Architect Henry Ives Cobb had little more than a year to summon a campus into being, and five major buildings were completed in 1892, another five in 1893. Built at a moment of civic pride, the new university sprang up beside the fabled White City of the 1893 Columbian Exposition. The fairgrounds featured a spectacular Standard Oil exhibit of a miniature refinery surrounded by a strange colonnade of Ionic columns with alternating oil-filled lamps and vases. From a Ferris wheel on the midway, visitors received a superb aerial view of the new school that Standard Oil profits had produced. Since Henry Ives Cobb also helped to plan the fairgrounds, the two projects appeared to blend into a seamless whole.

Once the university was inaugurated, President Harper did not stand still. Impulsive, never satisfied, he began to advance on a hundred fronts. Heedless of costs, he broached new initiatives to create a junior college, a night school, a correspondence school, extension courses for adults, a university press, a special division for laboratories, and museums. As leader of this educational trust, he wanted to dispatch scholars to teach at affiliated colleges in other states—an expensive initiative vetoed by Rockefeller. Harper also believed a university should benefit the surrounding city, and sociologists fanned out from the campus to undertake studies at Hull House and other settlement houses.

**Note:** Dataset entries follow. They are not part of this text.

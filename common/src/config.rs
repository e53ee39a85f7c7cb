pub struct Config {
    /// Suppresses the startup banner.
    pub no_banner: bool,
    /// Disables colored output entirely.
    pub plain: bool,
    /// Output reduction level.
    ///
    /// `0` prints everything, `1` drops banner and decoration.
    pub quiet: u8,
}
//! # Address Conversion
//!
//! Turns a textual IPv4 address in any accepted notation into its
//! canonical 32-bit value, and re-renders that value into every
//! notation the parser understands.
//!
//! The two halves are independent:
//! * **[`parse`]**: text in, `u32` out. Leaf module, no dependencies.
//! * **[`report`]**: `u32` (plus the original text) in, a fixed
//!   ten-row labeled report out. Never fails.

pub mod parse;
pub mod report;
use colored::*;
use rand;

const BANNER_0: &str = r#"
   ___ ____   ____     _    ____ _____
  |_ _|  _ \ / ___|   / \  / ___|_   _|
   | || |_) | |      / _ \ \___ \ | |
   | ||  __/| |___  / ___ \ ___) || |
  |___|_|    \____|/_/   \_\____/ |_|
"#;

const BANNER_1: &str = r#"
  ██╗██████╗  ██████╗ █████╗ ███████╗████████╗
  ██║██╔══██╗██╔════╝██╔══██╗██╔════╝╚══██╔══╝
  ██║██████╔╝██║     ███████║███████╗   ██║
  ██║██╔═══╝ ██║     ██╔══██║╚════██║   ██║
  ██║██║     ╚██████╗██║  ██║███████║   ██║
  ╚═╝╚═╝      ╚═════╝╚═╝  ╚═╝╚══════╝   ╚═╝
"#;

const BANNER_2: &str = r#"
   _                  _
  (_)_ __  __ __ _ __| |_
  | | '_ \/ _/ _` (_-<  _|
  |_| .__/\__\__,_/__/\__|
    |_|
"#;

pub fn print() {
    let n: u8 = rand::random_range(0..=2);
    match n {
        0 => println!("{}", BANNER_0.bright_cyan()),
        1 => println!("{}", BANNER_1.truecolor(255, 165, 0)),
        _ => println!("{}", BANNER_2.green()),
    }
}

For all his pride in the university, Rockefeller dreaded this unbridled growth, which postponed the day when the new university might survive without him. Often, when Harper bagged another famous scholar, the university had to buy equipment for the newcomer—money Harper neglected to figure into his calculations. For all their mutual attraction, Rockefeller and Harper were destined to clash.

As a businessman, Rockefeller believed in praying for good times while bracing for bad, and his recurring pleas for caution were vindicated in 1893 when panic seized the American economy and the university had to stall on paying salaries. To surmount the crisis, Rockefeller transferred another $500,000 to the university that October. He was now drawn in so deep that he couldn’t withdraw—and Harper knew it. Having sworn he would never cover operating deficits, Rockefeller had to renounce that policy and cover the budget shortfall for the next two years.

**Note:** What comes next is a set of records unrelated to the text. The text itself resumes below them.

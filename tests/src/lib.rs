mod conversion;
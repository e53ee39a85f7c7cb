mod commands;
mod terminal;

use commands::CommandLine;
use ipcast_common::addr::{parse, report};
use ipcast_common::config::Config;
use terminal::{logging, print};

fn main() -> anyhow::Result<()> {
    let commands = CommandLine::parse_args();

    logging::init_logging();

    let cfg = Config {
        no_banner: commands.no_banner,
        plain: commands.plain,
        quiet: commands.quiet,
    };

    if cfg.plain {
        colored::control::set_override(false);
    }

    print::banner(cfg.no_banner, cfg.quiet);
    print::header("address conversion", cfg.quiet);

    let value = parse::parse(&commands.address)
        .map_err(|e| anyhow::anyhow!("failed to parse '{}': {}", commands.address, e))?;

    let report = report::build(value, &commands.address);
    print::report(&report);
    print::end_of_program(cfg.quiet);

    Ok(())
}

What made it so hard to enforce discipline in Chicago was that, after the obligatory protest, Rockefeller always came through with the money. In October 1895, Frederick Gates went to Chicago armed with a letter from Rockefeller pledging another $3 million for the school’s endowment—possibly the largest such sum ever given at one time by one man for educational purposes and worth about $50 million today. Soon after, Harper and the university secretary, Thomas W. Goodspeed, attended a football game between Chicago and Wisconsin. During the first half, they told coach Amos Alonzo Stagg—who set up the first department of physical culture at an American university—about the gift. With Chicago trailing 12 to 10 at halftime, Stagg suggested that the team be informed “because I felt that it would be a strong piece of psychology to do so,” as he said. When told by Harper of the gift in the locker room, the team’s captain roared, “Three million dollars!” and gave another player a gleeful slap on the back. “Just watch us play football.” With that, the born-again squad streamed back onto the field and beat Wisconsin 22 to 12. Later on, students lit a huge celebratory bonfire on campus and sang hymns to Rockefeller, including one that began, “there was a man sent from God whose name was John.”

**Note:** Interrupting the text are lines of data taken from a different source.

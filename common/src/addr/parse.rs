//! # Address Parsing
//!
//! Resolves a textual IPv4 address into its canonical 32-bit value.
//!
//! Accepted notations, tried in this order:
//! * **Standard dotted-quad** (e.g., `192.168.1.1`).
//! * **Hex literal**: `0x` / `0X` prefix (e.g., `0xC0A80101`).
//! * **Octal literal**: `0o` / `0O` prefix, or a bare leading zero
//!   (e.g., `0o30052000401`, `0300`).
//! * **Dot-segmented decimal forms**: `A`, `A.B`, `A.B.C`, `A.B.C.D`,
//!   where the last segment absorbs the remaining low-order bits.
//!
//! The order matters: inputs like `"010"` or `"0.1"` fit more than one
//! notation, and the winner is whichever rule comes first in the
//! ladder, never a guess at intent.

use std::net::IpAddr;
use std::num::IntErrorKind;

use thiserror::Error;
use tracing::debug;

/// Ways a textual address can fail to resolve.
#[derive(Debug, Error, PartialEq, Eq)]
pub enum ParseError {
    /// A literal contains a character that is not a digit of its base.
    #[error("invalid digit in '{literal}' (base {radix})")]
    InvalidDigit { literal: String, radix: u32 },
    /// A literal parsed, but its value does not fit in 32 bits.
    #[error("'{0}' does not fit in 32 bits")]
    Overflow(String),
    /// More than four dot-separated segments.
    #[error("too many segments: {0} (at most 4)")]
    TooManySegments(usize),
    /// The standard parser recognized the input, but not as IPv4.
    #[error("only IPv4 addresses are supported")]
    UnsupportedFamily,
}

/// Resolves `input` into the canonical 32-bit address value.
///
/// The first rule whose syntax matches wins. Once a rule has matched,
/// its failure is final: an invalid hex literal is never retried as a
/// dotted form.
pub fn parse(input: &str) -> Result<u32, ParseError> {
    // Full dotted-quad, or an IPv6 literal (rejected outright).
    if let Ok(addr) = input.parse::<IpAddr>() {
        return match addr {
            IpAddr::V4(ipv4_addr) => {
                debug!("'{input}' matched standard dotted-quad");
                Ok(u32::from(ipv4_addr))
            }
            IpAddr::V6(_) => Err(ParseError::UnsupportedFamily),
        };
    }

    if let Some(digits) = input.strip_prefix("0x").or_else(|| input.strip_prefix("0X")) {
        debug!("'{input}' matched hex literal");
        return parse_literal(digits, 16);
    }

    if let Some(digits) = input.strip_prefix("0o").or_else(|| input.strip_prefix("0O")) {
        debug!("'{input}' matched octal literal");
        return parse_literal(digits, 8);
    }

    // Legacy octal: a bare leading zero sends the whole literal to the
    // base-8 parser, dots included. "0.1" therefore dies on the '.'
    // instead of being read as a partial form.
    if input.starts_with('0') && input.len() > 1 {
        debug!("'{input}' matched legacy octal literal");
        return parse_literal(input, 8);
    }

    parse_dotted(input)
}

/// Parses the dot-segmented decimal forms `A`, `A.B`, `A.B.C`, `A.B.C.D`.
///
/// The last segment absorbs the remaining low-order bits: `A.B` places
/// `A` in the top octet and the low 24 bits of `B` below it; `A.B.C`
/// gives `C` the low 16 bits. An oversized trailing segment is
/// truncated to its slot, never rejected.
fn parse_dotted(input: &str) -> Result<u32, ParseError> {
    let segments: Vec<&str> = input.split('.').collect();

    match segments.as_slice() {
        [value] => parse_literal(value, 10),
        [a, b] => {
            let a = parse_literal(a, 10)?;
            let b = parse_literal(b, 10)?;
            Ok((a << 24) | (b & 0x00FF_FFFF))
        }
        [a, b, c] => {
            let a = parse_literal(a, 10)? & 0xFF;
            let b = parse_literal(b, 10)? & 0xFF;
            let c = parse_literal(c, 10)? & 0xFFFF;
            Ok((a << 24) | (b << 16) | c)
        }
        [a, b, c, d] => {
            let a = parse_literal(a, 10)? & 0xFF;
            let b = parse_literal(b, 10)? & 0xFF;
            let c = parse_literal(c, 10)? & 0xFF;
            let d = parse_literal(d, 10)? & 0xFF;
            Ok((a << 24) | (b << 16) | (c << 8) | d)
        }
        more => Err(ParseError::TooManySegments(more.len())),
    }
}

/// Parses one unsigned literal in the given base.
///
/// Every numeric parse in this module funnels through here, so the
/// error classification is uniform: anything past 32 bits is
/// [`ParseError::Overflow`], everything else a bad digit. Signs are
/// rejected with the digits (the value space is unsigned throughout).
fn parse_literal(digits: &str, radix: u32) -> Result<u32, ParseError> {
    u32::from_str_radix(digits, radix).map_err(|e| match e.kind() {
        IntErrorKind::PosOverflow => ParseError::Overflow(digits.to_string()),
        _ => ParseError::InvalidDigit {
            literal: digits.to_string(),
            radix,
        },
    })
}

// ╔════════════════════════════════════════════╗
// ║ ████████╗███████╗███████╗████████╗███████╗ ║
// ║ ╚══██╔══╝██╔════╝██╔════╝╚══██╔══╝██╔════╝ ║
// ║    ██║   █████╗  ███████╗   ██║   ███████╗ ║
// ║    ██║   ██╔══╝  ╚════██║   ██║   ╚════██║ ║
// ║    ██║   ███████╗███████║   ██║   ███████║ ║
// ║    ╚═╝   ╚══════╝╚══════╝   ╚═╝   ╚══════╝ ║
// ╚════════════════════════════════════════════╝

Despite a standing offer to tour his creation, Rockefeller declined to visit Chicago for several years, reluctant to have the university overly identified with his name. As Gates told Harper, “There are as you know advantages to the University (advantages in your canvass for funds) in the disinterested way in which Mr. Rockefeller has given his money.” Beyond that, Rockefeller cherished his privacy and hated public occasions. When Harper finally persuaded him to attend the first class quinquennial celebration in July 1897, he promised that Rockefeller would not need to speak. The patron’s ideal was to amble unseen through the campus for a couple of hours, an anonymous voyeur, relishing his creation.

As hundreds of students and professors, clad in caps and gowns, trooped into a huge tent in the central quadrangle on a sweltering July day, only one figure wore a plain frock coat and silk hat: the university founder, who marched, as he had since boyhood, with his eyes fixed on the ground. Far from being a fire-breathing mogul, he seemed quiet and faintly embarrassed by the fuss being made over him. When he got up on stage, 3,000 people gazed in fascination at this reclusive American legend who had mesmerized the public as both a sinner and saint. It was so stifling inside the tent that hundreds of palm-leaf fans undulated in the audience. When Harper rose and reviewed the future needs of the university, he turned expectantly toward Rockefeller and referred to the pressing need for a hall to replace this temporary tent, eliciting an ambiguous smile from Rockefeller, who must have squirmed in his seat. Then the titan rose to address the crowd:

“I want to thank your Board of Trustees, your President and all who have shared in this most wonderful beginning. It is but a beginning”—he was interrupted by frenzied applause—“and you will do the rest.” The audience quieted down. “You have the privilege to complete it, you and your sons and your daughters. I believe in the work. It is the best investment I ever made in my life. Why shouldn’t people give to the University of Chicago money, time, their best efforts? Why not? It is the grandest opportunity ever presented. Where were gathered ever a better Board of Trustees, a better Faculty? I am profoundly, profoundly thankful that I had anything to do with this affair.” A roar of appreciative laughter. “The good Lord gave me the money, and how could I withhold it from Chicago?”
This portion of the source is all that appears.